In his latest column, PDC Stats Analyst Christopher Kempf analyses how pressure from opponents can impact a player's ability to convert ton-plus checkouts.
Finishes requiring at least one treble and guaranteeing no more than one dart at double comprise 10% of all checkouts in the PDC, making them three to four times more rare (per leg played) than a 180.
No player would choose to be in a situation in which a three-dart combination involving only one double attempt stands between them and defeat in the leg, but some players make the most of it.
The majority of players' completion percentages of three-dart combination finishes increase slightly when their opponents are all but guaranteed two or three darts at a double.
Excluding all finishes attempted and completed with an opponent not on a finish, the PDC checkout rate of these finishes increases by 0.2%, from 10.4 to 10.6%, when under pressure.
This is in part because players tend to attempt somewhat lower ton-plus finishes when their opponents are also on lower scores, so we cannot conclude that pressure is the deciding factor in this marginal increase.
On the individual level, however, there is more evidence to suggest that a psychological effect caused by an opponent's pressure changes their ton-plus checkout percentage, though it is not always a favourable effect.
The score of 60 (remaining) makes for a convenient dividing line between checkouts of which the average PDC player would complete a majority (2-60) and scores which a player is unlikely to finish.
Even if a player cannot do anything in his visit to the board to win the leg, they can assume that they will be returning to the board if that opponent is on a score of 61 or higher, and that they will not be otherwise, and be right a majority of the time.
So when a player is on a ton-plus finish, only 1 in 10 attempts of which are completed in the PDC, they know that not completing it will, more likely than not, mean losing the leg. How are players affected by this pressure?
There is a slight correlation between a player's age and his ton-plus checkout rate (in all opponent scenarios). Two of the best finishers of 2025 have already celebrated their 50th birthdays - Jonny Clayton (18.2% of high finishes completed) and Brendan Dolan (22% completed under pressure).

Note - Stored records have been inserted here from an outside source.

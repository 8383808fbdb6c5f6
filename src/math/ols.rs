//! Linear least squares via SVD.
//!
//! Every damped Levenberg–Marquardt step is a small linear problem
//!
//! ```text
//! minimize ‖ [J; √λ·D] δ − [r; 0] ‖²
//! ```
//!
//! with a tall matrix (observations + parameters rows, 3 columns). Nalgebra's
//! `QR::solve` only handles square systems, so we solve through the SVD, which
//! also copes with the near-collinear Jacobian columns the Omori model produces
//! when `c` and `p` trade off against each other.

use nalgebra::{DMatrix, DVector};

/// Solve a least squares problem using SVD.
///
/// Returns `None` if the system is too ill-conditioned to solve robustly.
pub fn solve_least_squares(x: &DMatrix<f64>, y: &DVector<f64>) -> Option<DVector<f64>> {
    let svd = x.clone().svd(true, true);

    // Try progressively looser tolerances if a strict solve fails.
    for &tol in &[1e-12, 1e-10, 1e-8] {
        if let Ok(beta) = svd.solve(y, tol) {
            if beta.iter().all(|v| v.is_finite()) {
                return Some(beta);
            }
        }
    }

    None
}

The two most recent World Youth Champions, Luke Littler and Gian van Veen, are exceptional for defying this trend. Both players are not only in the top 10% of Tour Card Holders for big combination checkouts, but improve their percentages even further when seriously contemplating losing the leg.
Van Veen is the only other player besides Dolan to defy expectations 20% of the time in these scenarios.
The correlation turns against the PDC's elder statesmen, however, when it comes to the likelihood that they will improve their ton-plus checkout rate under pressure.
Thus far in 2025, the player with the biggest improvement under pressure is 25-year-old Nathan Rafferty, whose probability of completing a big finish more than doubles when his opponent is likely to return to the board to attempt multiple doubles.
The player with the worst track record in these scenarios is 43-year-old Richard Veenstra, who completes 9% of ton-plus finishes but only 2% when under maximum pressure.
It could be that established players with the most to lose face more anxiety in these situations, while Tour Card debutants and young upstarts relish the challenge.
In the middle of these two extremes sits Stephen Bunting, whose ton-plus checkout rate of 13.6% is almost completely unaffected by his opponent's score.
Within the Premier League, Michael van Gerwen is only half as likely as his other seven rivals to complete a high-pressure ton-plus finish, having done so only four times in 59 attempts, contributing to the seven-time champion winning only 51% of his matches thus far in 2025.
Littler, having fired in a 106 finish to defeat Luke Humphries (waiting on 40) in his most recent Premier League leg, has completed 12 other such finishes and won nearly 80% of his matches.
Though Rob Cross memorably checked out 170 to defeat Gerwyn Price the week before, it is actually Price who has the edge when it comes to all ton-plus checkouts - he leads the Premier League with 16.0% completion to Cross' 15.3%.
No player can hope to compensate for weak scoring with a high proportion of ton-plus checkouts completed, but the fact that many of the same players known for throwing lots of 180s - Price, Littler, van Veen especially - are also excellent when it comes to high finishes only adds to the challenge of defeating them.
These three players have already combined to throw 127 finishes of 99 and 101-170 in 2025.
If the champions of years past cannot match today's leading players in either domain of darts expertise, they may never earn the title of 'champion' again.